La guéguerre des compagnies

La principale compagnie gestionnaire des tramways à l’époque n’est autre que l’OTL, la compagnie des Omnibus et tramways lyonnais, créée en 1879. Quelques années plus tard, voyant fleurir un nouveau business, de nombreuses compagnies vont voir le jour et faire concurrence à l’OTL. On retrouvait sur le devant de la scène la CLT (Compagnie lyonnaise des tramways), le FOL (Fourvière Ouest lyonnais), ou encore la Compagnie électrique de Lyon – Croix-Rousse. Mais c’est l’OTL qui gardera le monopole.
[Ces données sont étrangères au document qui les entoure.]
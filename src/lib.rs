//! Resolve tabletop attack rolls and total their damage by type.
//!
//! ```rust
//! # use attack_roller::{parse_damage, roll_with, AttackConfig, AdvantageMode};
//! # use rand::rngs::StdRng;
//! # use rand::SeedableRng;
//! #
//! # fn main() -> Result<(), attack_roller::Error> {
//! // Two attacks at +7 with advantage against AC 15.
//! let config = AttackConfig::manual()
//!     .with_attack_count(2)
//!     .with_attack_modifier(7)
//!     .with_advantage_mode(AdvantageMode::Advantage)
//!     .with_defense_value(15)
//!     .with_damage(parse_damage("1d8 + 4 slashing + 1d6 fire")?);
//!
//! // Use a custom Rng that implements the rand::Rng trait
//! let mut rng = StdRng::seed_from_u64(1);
//! let report = roll_with(&config, &mut rng)?;
//! assert_eq!(report.attacks().len(), 2);
//!
//! // Prints each attack followed by the damage totals, e.g.
//! // Attack 1: 6 slashing + 4 fire Damage
//! // Attack 2: Missed
//! // Total Damage:
//! // 4 fire Damage
//! // 6 slashing Damage
//! print!("{report}");
//! # Ok(())
//! # }
//! ```
//!
//! Attacks can also be read in blocks from a file, see [`block`].

pub mod block;
mod error;
mod evaluate;
mod parse;

pub use error::{Error, Result};
pub use evaluate::attack::{
    AttackOutcome, AttackRoll, Attacks, RollReport, TermDamage, CRITICAL_MISS,
    CRITICAL_MULTIPLIER,
};
pub use evaluate::dice::DieRoller;
pub use evaluate::totals::DamageTotals;
pub use parse::{AdvantageMode, AttackConfig, DamageSyntax, DamageTerm, Field, D20};

/// Parses every damage term found in the expression, e.g. `1d6 + 7 piercing + 1d6 poison`.
pub fn parse_damage(expression: &str) -> Result<Vec<DamageTerm>> {
    DamageTerm::parse_all(expression)
}

/// Rolls every attack of the config.
pub fn roll(config: &AttackConfig) -> Result<RollReport> {
    config.resolve(&mut rand::thread_rng())
}

/// Same as `roll()` but allows you to choose the rng, or any [`DieRoller`],
/// you prefer to use.
pub fn roll_with(config: &AttackConfig, roller: &mut impl DieRoller) -> Result<RollReport> {
    config.resolve(roller)
}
La compagnie rachètera progressivement toutes les sociétés, dont sa plus célèbre concurrente, la CLT. En 1914, tout le réseau appartient à l’OTL à l’exception de la ligne Lyon – Neuville, et la compagnie génère des bénéfices exorbitants, de l’ordre de 2,5 millions de francs. La compagnie deviendra un simple opérateur du système en 1941, avec la création du syndicat des TCRL (Transports en commun de la région lyonnaise), un organisme public géré par la Ville et le Département.

Dégringolade progressive

Comme souvent l’apogée précède le déclin, les tramways lyonnais connaîtront celui-ci au milieu des années 1930. Les raisons de l’abandon progressif des lignes de trams sont plurielles. Parmi celles-ci, le développement de nouveaux modes de transport. Au fil des années, le routier se développe massivement, mais à cette époque, l’usage de la voiture personnelle n’est accessible qu’aux personnes les plus aisées.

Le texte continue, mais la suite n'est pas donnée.